Background

Lung cancer is the leading cause of cancer-related death worldwide [1]. Lung adenocarcinoma (LUAD) accounts for 45–55% of non-small-cell lung cancer (NSCLC), with a 5-year overall survival rate of less than 15% [2]. Due to the heterogeneity of lung adenocarcinoma, it is still a great challenge to develop successful individual-based treatment [3]. Therefore, there is an urgently need to identify effective and promising biomarkers in predicting the prognosis of LUAD.

Genetic aberrant expression is crucial for cancer etiology, and the joint effect of both genetic and epigenetic changes facilitates the development of human cancer [4,5,6]. DNA methylation acts as the key element in epigenetic modifications and plays a significant role in the regulation of cellular functions and carcinogenesis [7,8,9]. Epigenetic modification, especially DNA methylation, can provide a novel horizon to explore new biomarkers in predicting the prognosis of cancer [10,11,12,13,14]. A large number of studies have demonstrated that DNA methylation can regulate the expression of lncRNA, and this phenomenon may be associated with the prognosis of lung cancer [15]. For instance, the lncRNA AFAP1-AS1 acts as an oncogene in NSCLC, while its expression is tightly regulated by DNA methylation, which might provide prognostic and diagnostic values for NSCLC patients [16].

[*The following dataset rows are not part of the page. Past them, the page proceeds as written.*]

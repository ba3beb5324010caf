//! Brute-force k-nearest building ranking.
//!
//! Every located building is scored by [`GeoPoint::planar_distance`] from the
//! query point.  The scan is `O(n log n)` per query; campus tables hold a few
//! hundred buildings, so no spatial index is used.

use wg_core::{Building, GeoPoint};

/// A building selected for a grid point, with its planar distance.
#[derive(Copy, Clone, Debug, PartialEq)]
pub struct Candidate<'a> {
    pub building: &'a Building,
    /// Resolved location of `building` (always `Some` in the source).
    pub location: GeoPoint,
    /// Euclidean distance in degree space.
    pub distance: f64,
}

/// Select the `k` buildings closest to `point`.
///
/// Buildings without a location are skipped up front.  The sort is stable, so
/// equidistant buildings keep their input order.  Returns fewer than `k`
/// entries only if fewer located buildings exist.
pub fn nearest_buildings<'a, I>(point: GeoPoint, buildings: I, k: usize) -> Vec<Candidate<'a>>
where
    I: IntoIterator<Item = &'a Building>,
{
    if k == 0 {
        return Vec::new();
    }

    let mut scored: Vec<Candidate<'a>> = buildings
        .into_iter()
        .filter_map(|b| {
            b.location.map(|location| Candidate {
                building: b,
                location,
                distance: point.planar_distance(location),
            })
        })
        .collect();

    scored.sort_by(|a, b| a.distance.total_cmp(&b.distance));
    scored.truncate(k);
    scored
}
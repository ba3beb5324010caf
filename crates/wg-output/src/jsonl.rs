//! JSON-lines checkpoint: one compact `GridRow` per line, flushed per point.
//!
//! A crash can leave a half-written final line; [`load_checkpoint`] drops it
//! and [`JsonLinesWriter::resume`] rewrites the file without it before
//! appending, so the file never holds a corrupt line in the middle.

use std::fs::{File, OpenOptions};
use std::io::{BufWriter, ErrorKind, Write};
use std::path::{Path, PathBuf};

use wg_core::GridResult;

use crate::row::GridRow;
use crate::writer::OutputWriter;
use crate::{OutputError, OutputResult};

/// Read all complete rows from a checkpoint file.
///
/// A missing file is an empty checkpoint.  An unparseable *last* line is
/// treated as a torn write and ignored; an unparseable line anywhere else is
/// an error.
pub fn load_checkpoint(path: &Path) -> OutputResult<Vec<GridResult>> {
    let text = match std::fs::read_to_string(path) {
        Ok(t) => t,
        Err(e) if e.kind() == ErrorKind::NotFound => return Ok(Vec::new()),
        Err(e) => return Err(e.into()),
    };

    let lines: Vec<(usize, &str)> = text
        .lines()
        .enumerate()
        .filter(|(_, l)| !l.trim().is_empty())
        .collect();

    let mut results = Vec::with_capacity(lines.len());
    for (pos, &(line_no, line)) in lines.iter().enumerate() {
        match serde_json::from_str::<GridRow>(line) {
            Ok(row) => results.push(row.into_result()?),
            Err(e) if pos + 1 == lines.len() => {
                tracing::warn!(line = line_no + 1, error = %e, "dropping torn checkpoint line");
            }
            Err(source) => return Err(OutputError::Checkpoint { line: line_no + 1, source }),
        }
    }
    Ok(results)
}

/// Appends each result as one JSON line and flushes immediately.
pub struct JsonLinesWriter {
    path: PathBuf,
    out:  BufWriter<File>,
}

impl JsonLinesWriter {
    /// Start a fresh checkpoint, truncating any existing file.
    pub fn create(path: impl Into<PathBuf>) -> OutputResult<Self> {
        let path = path.into();
        let out = BufWriter::new(File::create(&path)?);
        Ok(Self { path, out })
    }

    /// Load an existing checkpoint and reopen it for appending.
    ///
    /// The file is rewritten with only the valid rows first.  Returns the
    /// writer and the restored results, in grid order.
    pub fn resume(path: impl Into<PathBuf>) -> OutputResult<(Self, Vec<GridResult>)> {
        let path = path.into();
        let restored = load_checkpoint(&path)?;

        let mut writer = Self::create(&path)?;
        for r in &restored {
            writer.append(r)?;
        }
        writer.out.flush()?;

        drop(writer);
        let file = OpenOptions::new().append(true).open(&path)?;
        tracing::info!(path = %path.display(), restored = restored.len(), "resumed checkpoint");
        Ok((Self { path, out: BufWriter::new(file) }, restored))
    }

    pub fn path(&self) -> &Path {
        &self.path
    }

    fn append(&mut self, result: &GridResult) -> OutputResult<()> {
        serde_json::to_writer(&mut self.out, &GridRow::from(result))?;
        self.out.write_all(b"\n")?;
        Ok(())
    }
}

impl OutputWriter for JsonLinesWriter {
    fn write_result(&mut self, result: &GridResult) -> OutputResult<()> {
        self.append(result)?;
        self.out.flush()?;
        Ok(())
    }

    /// Resumed points are already in the file.
    fn write_resumed(&mut self, _result: &GridResult) -> OutputResult<()> {
        Ok(())
    }

    fn finish(&mut self) -> OutputResult<()> {
        self.out.flush()?;
        Ok(())
    }
}
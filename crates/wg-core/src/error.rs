//! Core error type.
//!
//! Sub-crates define their own error enums and wrap `CoreError` as one
//! variant via `#[from]`.

use thiserror::Error;

use crate::BuildingNumber;

#[derive(Debug, Error)]
pub enum CoreError {
    #[error("duplicate building number {0}")]
    DuplicateBuilding(BuildingNumber),

    #[error("building {0} not found")]
    BuildingNotFound(BuildingNumber),

    #[error("empty building number")]
    EmptyBuildingNumber,
}

/// Shorthand result type for `wg-core`.
pub type CoreResult<T> = Result<T, CoreError>;
//! Unit tests for wg-buildings.

#[cfg(test)]
mod loader {
    use std::io::Cursor;

    use wg_core::{BuildingNumber, GeoPoint};
    use crate::{load_buildings_reader, BuildingError, LoadOptions};

    fn num(s: &str) -> BuildingNumber {
        BuildingNumber::new(s).unwrap()
    }

    const RAW_CSV: &str = "\
동번호,동(건물)명\n\
1,인문관1\n\
2,인문관2\n\
Y1,야외시설\n\
";

    const SCRAPED_CSV: &str = "\
동번호,동(건물)명,위도,경도,검색어,지도URL\n\
1,인문관1,37.4601,126.9506,서울대 관악캠퍼스 1동,\"https://www.google.com/maps/@37.4601,126.9506,17z\"\n\
2,인문관2,,,서울대 관악캠퍼스 2동,\"https://www.google.com/maps/place/x/@37.4598,126.9509,17z/data=!3m1\"\n\
3,인문관3,nope,126.95,서울대 관악캠퍼스 3동,\n\
4,인문관4,,,서울대 관악캠퍼스 4동,\"https://www.google.com/maps\"\n\
5,인문관5,nan,nan,,\n\
";

    #[test]
    fn raw_table_without_coordinate_columns() {
        let table = load_buildings_reader(Cursor::new(RAW_CSV), &LoadOptions::default()).unwrap();
        assert_eq!(table.len(), 2);
        assert_eq!(table.located_count(), 0);
        assert_eq!(table.get(&num("2")).unwrap().name, "인문관2");
    }

    #[test]
    fn y_marked_rows_are_excluded_by_default() {
        let table = load_buildings_reader(Cursor::new(RAW_CSV), &LoadOptions::default()).unwrap();
        assert!(!table.contains(&num("Y1")));

        let all = load_buildings_reader(Cursor::new(RAW_CSV), &LoadOptions::keep_all()).unwrap();
        assert!(all.contains(&num("Y1")));
    }

    #[test]
    fn coordinate_columns_and_url_fallback() {
        let table = load_buildings_reader(Cursor::new(SCRAPED_CSV), &LoadOptions::default()).unwrap();
        assert_eq!(table.len(), 5);
        assert_eq!(table.get(&num("1")).unwrap().location, Some(GeoPoint::new(37.4601, 126.9506)));
        // Empty lat/lon, but the map URL has an @lat,lon fragment.
        assert_eq!(table.get(&num("2")).unwrap().location, Some(GeoPoint::new(37.4598, 126.9509)));
    }

    #[test]
    fn chip_text_column_before_url() {
        let csv = "\
동번호,동(건물)명,위도,경도,좌표,지도URL\n\
1,인문관1,,,\"37.46013°, 126.95194°\",\"https://www.google.com/maps/@37.4598,126.9509,17z\"\n\
2,인문관2,37.4601,126.9506,\"37.46013°, 126.95194°\",\n\
3,인문관3,,,모름,\"https://www.google.com/maps/@37.4598,126.9509,17z\"\n\
";
        let table = load_buildings_reader(Cursor::new(csv), &LoadOptions::default()).unwrap();
        assert_eq!(table.get(&num("1")).unwrap().location, Some(GeoPoint::new(37.46013, 126.95194)));
        // Explicit columns win over the chip text.
        assert_eq!(table.get(&num("2")).unwrap().location, Some(GeoPoint::new(37.4601, 126.9506)));
        // Unparseable chip text falls through to the URL.
        assert_eq!(table.get(&num("3")).unwrap().location, Some(GeoPoint::new(37.4598, 126.9509)));
    }

    #[test]
    fn garbage_coordinates_are_unknown() {
        let table = load_buildings_reader(Cursor::new(SCRAPED_CSV), &LoadOptions::default()).unwrap();
        assert_eq!(table.get(&num("3")).unwrap().location, None);
        assert_eq!(table.get(&num("4")).unwrap().location, None);
        assert_eq!(table.get(&num("5")).unwrap().location, None);
        let located: Vec<_> = table.located().map(|b| b.number.as_str()).collect();
        assert_eq!(located, ["1", "2"]);
    }

    #[test]
    fn duplicate_numbers_fail() {
        let csv = "동번호,동(건물)명\n1,a\n1,b\n";
        let err = load_buildings_reader(Cursor::new(csv), &LoadOptions::default()).unwrap_err();
        assert!(matches!(err, BuildingError::Core(_)));
    }

    #[test]
    fn blank_number_rows_are_skipped() {
        let csv = "동번호,동(건물)명\n ,유령\n7,실험실\n";
        let table = load_buildings_reader(Cursor::new(csv), &LoadOptions::default()).unwrap();
        assert_eq!(table.len(), 1);
        assert!(table.contains(&num("7")));
    }

    #[test]
    fn missing_number_column_is_an_error() {
        let csv = "name\nfoo\n";
        assert!(matches!(
            load_buildings_reader(Cursor::new(csv), &LoadOptions::default()),
            Err(BuildingError::Csv(_))
        ));
    }
}

#[cfg(test)]
mod writer {
    use std::io::Cursor;

    use wg_core::{Building, BuildingNumber, BuildingTable, GeoPoint};
    use crate::{load_buildings_csv, load_buildings_reader, write_buildings_csv, write_buildings_writer, LoadOptions};

    fn table() -> BuildingTable {
        BuildingTable::from_buildings([
            Building::new(BuildingNumber::new("301").unwrap(), "제1공학관", Some(GeoPoint::new(37.4502, 126.9525))),
            Building::new(BuildingNumber::new("302").unwrap(), "제2공학관", None),
        ])
        .unwrap()
    }

    #[test]
    fn header_and_empty_cells() {
        let mut buf = Vec::new();
        write_buildings_writer(&mut buf, &table()).unwrap();
        let text = String::from_utf8(buf).unwrap();
        let mut lines = text.lines();
        assert_eq!(lines.next(), Some("동번호,동(건물)명,위도,경도"));
        assert_eq!(lines.next(), Some("301,제1공학관,37.4502,126.9525"));
        assert_eq!(lines.next(), Some("302,제2공학관,,"));
    }

    #[test]
    fn written_table_loads_back() {
        let mut buf = Vec::new();
        write_buildings_writer(&mut buf, &table()).unwrap();
        let back = load_buildings_reader(Cursor::new(buf), &LoadOptions::default()).unwrap();
        let orig = table();
        assert_eq!(back.as_slice(), orig.as_slice());
    }

    #[test]
    fn file_round_trip() {
        let dir = tempfile::tempdir().expect("create temp dir");
        let path = dir.path().join("with_coords.csv");
        write_buildings_csv(&path, &table()).unwrap();
        let back = load_buildings_csv(&path, &LoadOptions::default()).unwrap();
        assert_eq!(back.len(), 2);
        assert_eq!(back.located_count(), 1);
    }
}

#[cfg(test)]
mod url {
    use wg_core::GeoPoint;
    use crate::{coordinates_from_map_url, coordinates_from_text};

    #[test]
    fn google_style_url() {
        let url = "https://www.google.com/maps/place/%EC%84%9C%EC%9A%B8/@37.4601324,126.9519487,17z/data=!3m1";
        assert_eq!(coordinates_from_map_url(url), Some(GeoPoint::new(37.4601324, 126.9519487)));
    }

    #[test]
    fn url_without_fragment() {
        assert_eq!(coordinates_from_map_url("https://www.google.com/maps"), None);
        assert_eq!(coordinates_from_map_url("https://x/@37.46"), None);
        assert_eq!(coordinates_from_map_url("https://x/@abc,126.9"), None);
        assert_eq!(coordinates_from_map_url("https://x/@137.0,126.9,17z"), None);
    }

    #[test]
    fn chip_text() {
        assert_eq!(coordinates_from_text("37.46013°, 126.95194°"), Some(GeoPoint::new(37.46013, 126.95194)));
        assert_eq!(coordinates_from_text("37.46013"), None);
        assert_eq!(coordinates_from_text("north, east"), None);
    }
}

#[cfg(test)]
mod poi {
    use wg_core::{Building, BuildingNumber, GeoPoint};
    use crate::{building_number_from_poi_name, BuildingError, CoordinateSource, LookupOutcome, Poi, PoiIndex, PoiSearch};

    fn poi(name: &str, lat: f64, lon: f64) -> Poi {
        Poi { name: name.to_owned(), location: GeoPoint::new(lat, lon) }
    }

    /// Serves canned pages; page numbers past the end return nothing.
    struct CannedSearch {
        pages: Vec<Vec<Poi>>,
        calls: Vec<u32>,
        fail_on: Option<u32>,
    }

    impl PoiSearch for CannedSearch {
        type Error = String;

        fn search(&mut self, _keyword: &str, page: u32) -> Result<Vec<Poi>, String> {
            self.calls.push(page);
            if self.fail_on == Some(page) {
                return Err("503 Service Unavailable".into());
            }
            Ok(self.pages.get(page as usize - 1).cloned().unwrap_or_default())
        }
    }

    #[test]
    fn number_extraction() {
        assert_eq!(
            building_number_from_poi_name("서울대학교 관악캠퍼스 제1공학관(301)"),
            Some(BuildingNumber::new("301").unwrap())
        );
        assert_eq!(building_number_from_poi_name("서울대학교(관악)"), None);
        assert_eq!(building_number_from_poi_name("서울대학교 정문"), None);
        assert_eq!(building_number_from_poi_name("서울대학교 ()"), None);
        assert_eq!(building_number_from_poi_name("서울대학교 (12"), None);
    }

    #[test]
    fn index_filters_keyword_and_numbers() {
        let index = PoiIndex::from_pois(
            "서울대학교",
            [
                poi("서울대학교 제1공학관(301)", 37.4502, 126.9525),
                poi("서울대학교 정문", 37.4660, 126.9480),
                poi("봉천동 편의점(12)", 37.47, 126.95),
            ],
        );
        assert_eq!(index.len(), 1);
        assert!(index.get(&BuildingNumber::new("301").unwrap()).is_some());
    }

    #[test]
    fn later_hits_overwrite_earlier() {
        let index = PoiIndex::from_pois(
            "서울대학교",
            [
                poi("서울대학교 제1공학관(301)", 1.0, 1.0),
                poi("서울대학교 제1공학관 별관(301)", 2.0, 2.0),
            ],
        );
        let hit = index.get(&BuildingNumber::new("301").unwrap()).unwrap();
        assert_eq!(hit.location, GeoPoint::new(2.0, 2.0));
    }

    #[test]
    fn build_requests_every_page_past_an_empty_one() {
        let mut search = CannedSearch {
            pages: vec![
                vec![poi("서울대학교 인문관1(1)", 37.46, 126.95)],
                vec![],
                vec![poi("서울대학교 인문관2(2)", 37.461, 126.951)],
            ],
            calls: vec![],
            fail_on: None,
        };
        let index = PoiIndex::build(&mut search, "서울대학교", 1..=3).unwrap();
        assert_eq!(index.len(), 2);
        assert_eq!(search.calls, [1, 2, 3]);
    }

    #[test]
    fn failed_page_fails_the_build() {
        let mut search = CannedSearch {
            pages: vec![vec![poi("서울대학교 인문관1(1)", 37.46, 126.95)]],
            calls: vec![],
            fail_on: Some(1),
        };
        let err = PoiIndex::build(&mut search, "서울대학교", 1..=3).unwrap_err();
        assert!(matches!(err, BuildingError::Search { page: 1, .. }));
    }

    #[test]
    fn index_as_coordinate_source() {
        let mut index = PoiIndex::from_pois("서울대학교", [poi("서울대학교 인문관1(1)", 37.46, 126.95)]);
        let hit = Building::new(BuildingNumber::new("1").unwrap(), "인문관1", None);
        let miss = Building::new(BuildingNumber::new("2").unwrap(), "인문관2", None);
        assert_eq!(index.lookup(&hit), LookupOutcome::Found(GeoPoint::new(37.46, 126.95)));
        assert_eq!(index.lookup(&miss), LookupOutcome::NotFound);
    }
}

#[cfg(test)]
mod collect {
    use wg_core::{Building, BuildingNumber, BuildingTable, GeoPoint};
    use crate::{collect_coordinates, CollectOptions, CoordinateSource, FixtureSource, LookupOutcome};

    fn num(s: &str) -> BuildingNumber {
        BuildingNumber::new(s).unwrap()
    }

    fn table() -> BuildingTable {
        BuildingTable::from_buildings([
            Building::new(num("1"), "a", Some(GeoPoint::new(1.0, 1.0))),
            Building::new(num("2"), "b", None),
            Building::new(num("3"), "c", None),
        ])
        .unwrap()
    }

    /// Fails `failures` times per building, then defers to a fixture.
    struct Flaky {
        inner:    FixtureSource,
        failures: u32,
        seen:     std::collections::HashMap<BuildingNumber, u32>,
    }

    impl CoordinateSource for Flaky {
        fn lookup(&mut self, building: &Building) -> LookupOutcome {
            let n = self.seen.entry(building.number.clone()).or_default();
            *n += 1;
            if *n <= self.failures {
                LookupOutcome::Transient(format!("timeout #{n}"))
            } else {
                self.inner.lookup(building)
            }
        }
    }

    #[test]
    fn fills_missing_and_keeps_existing() {
        let mut source: FixtureSource = [(num("2"), GeoPoint::new(2.0, 2.0))].into_iter().collect();
        let (out, report) = collect_coordinates(&table(), &mut source, &CollectOptions::default()).unwrap();

        assert_eq!(out.get(&num("1")).unwrap().location, Some(GeoPoint::new(1.0, 1.0)));
        assert_eq!(out.get(&num("2")).unwrap().location, Some(GeoPoint::new(2.0, 2.0)));
        assert_eq!(out.get(&num("3")).unwrap().location, None);
        assert_eq!(report.kept, 1);
        assert_eq!(report.found, 1);
        assert_eq!(report.not_found, [num("3")]);
        assert!(report.failed.is_empty());
        assert_eq!(report.unresolved(), 1);
    }

    #[test]
    fn transient_failures_are_retried() {
        let mut source = Flaky {
            inner:    [(num("2"), GeoPoint::new(2.0, 2.0))].into_iter().collect(),
            failures: 1,
            seen:     Default::default(),
        };
        let opts = CollectOptions { max_attempts: 2, overwrite_existing: false };
        let (out, report) = collect_coordinates(&table(), &mut source, &opts).unwrap();
        assert_eq!(out.get(&num("2")).unwrap().location, Some(GeoPoint::new(2.0, 2.0)));
        assert_eq!(report.found, 1);
        assert!(report.failed.is_empty());
    }

    #[test]
    fn exhausted_retries_are_reported_as_failed() {
        let mut source = Flaky {
            inner:    FixtureSource::new(),
            failures: 5,
            seen:     Default::default(),
        };
        let opts = CollectOptions { max_attempts: 3, overwrite_existing: false };
        let (out, report) = collect_coordinates(&table(), &mut source, &opts).unwrap();
        assert_eq!(out.located_count(), 1);
        assert_eq!(report.failed.len(), 2);
        assert_eq!(report.failed[0], (num("2"), "timeout #3".to_owned()));
        assert_eq!(source.seen[&num("2")], 3);
    }

    #[test]
    fn overwrite_existing_replaces_known_locations() {
        let mut source: FixtureSource = [(num("1"), GeoPoint::new(9.0, 9.0))].into_iter().collect();
        let opts = CollectOptions { max_attempts: 1, overwrite_existing: true };
        let (out, report) = collect_coordinates(&table(), &mut source, &opts).unwrap();
        assert_eq!(out.get(&num("1")).unwrap().location, Some(GeoPoint::new(9.0, 9.0)));
        assert_eq!(report.kept, 0);
    }
}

MethylMix, an algorithm implemented in the R programming environment, identifies disease-specific hyper- and hypomethylated genes [17]. Currently, few studies on methylation-driven genes have been reported [18]. Recently, a study based on using MethylMix to explore methylation-driven genes for predicting the prognosis of LUAD was reported; however, they only obtained information about methylation-driven mRNA [19]. In this study, DNA methylation and RNA-Seq data were extracted from The Cancer Genome Atlas (TCGA) database, and we used the MethylMix R package to obtain LUAD-specific methylation-driven lncRNA sequences. Furthermore, a Cox survival predictive model with 6 lncRNAs was constructed to predict the diagnosis and prognosis of LUAD. Finally, the combined effect of DNA methylation and gene expression survival analysis was examined, which might provide a novel insight to explore methylation-driven lncRNA and mRNA for predicting the prognosis of LUAD.

Methods

Data retrieving and analyzing

Methylation and RNA-Seq expression data were retrieved from LUADs from the TCGA database. The methylation data were downloaded from 475 cancer tissues and 32 noncancer tissues from the Illumina Human methylation 450k platform. The RNA-Seq data (level 3), including mRNA and lncRNA expression, were retrieved from 535 cancer tissues and 59 noncancer tissues from the IlluminaHiSeq_RNASeq platform. First, on the basis of “limma R” packages in R with absolute fold change (log 2) > 0 and adjusting the false discovery rate (FDR) to a P value < 0.05, we obtained aberrant methylated genes. The methylation difference of the mean of the 3000 bp (base pair) sites upstream of the gene was analyzed to identify the differential level of methylation in the gene promoter [19,20,21,22]. We analyzed the differential level of methylation in the promoter of genes by using the limma R package [23]. Then, based on the “edge R” packages in R with absolute fold change (log 2) > 3 and adjusting the false discovery rate (FDR) to a P value < 0.01 to correct the statistical significance of multiple experiments, we retrieved differentially expressed mRNA and lncRNA. MethylMix is a kind of R statistical package for integrating DNA methylation data and RNA expression data to identify methylation-driven genes in kinds of cancers [17, 24,25,26]. Filtering or eliminating missing value genes is the preprocessing common step when running MethylMix R software [17]. In this present manuscript, we filtered or eliminated missing value genes and intersected DNA methylation data with RNA expression data for matching. Finally, there were a total of 465 LUAD samples with matched DNA methylation and RNA expression and 32 non-LUAD samples with DNA methylation data for entering the MethylMix R package. Then, calculated the correlation between DNA methylation level and RNA expression to find significantly negatively related genes, a beta mixture model was constructed for the degree of methylation of samples, Wilcoxon rank test was used to calculate differential methylation in LUAD and adjacent non-LUAD samples. Finally, the methylation-driven mRNA and lncRNA was obtained. Since the data were directly obtained from the TCGA database, no approval was required from the local ethics committee.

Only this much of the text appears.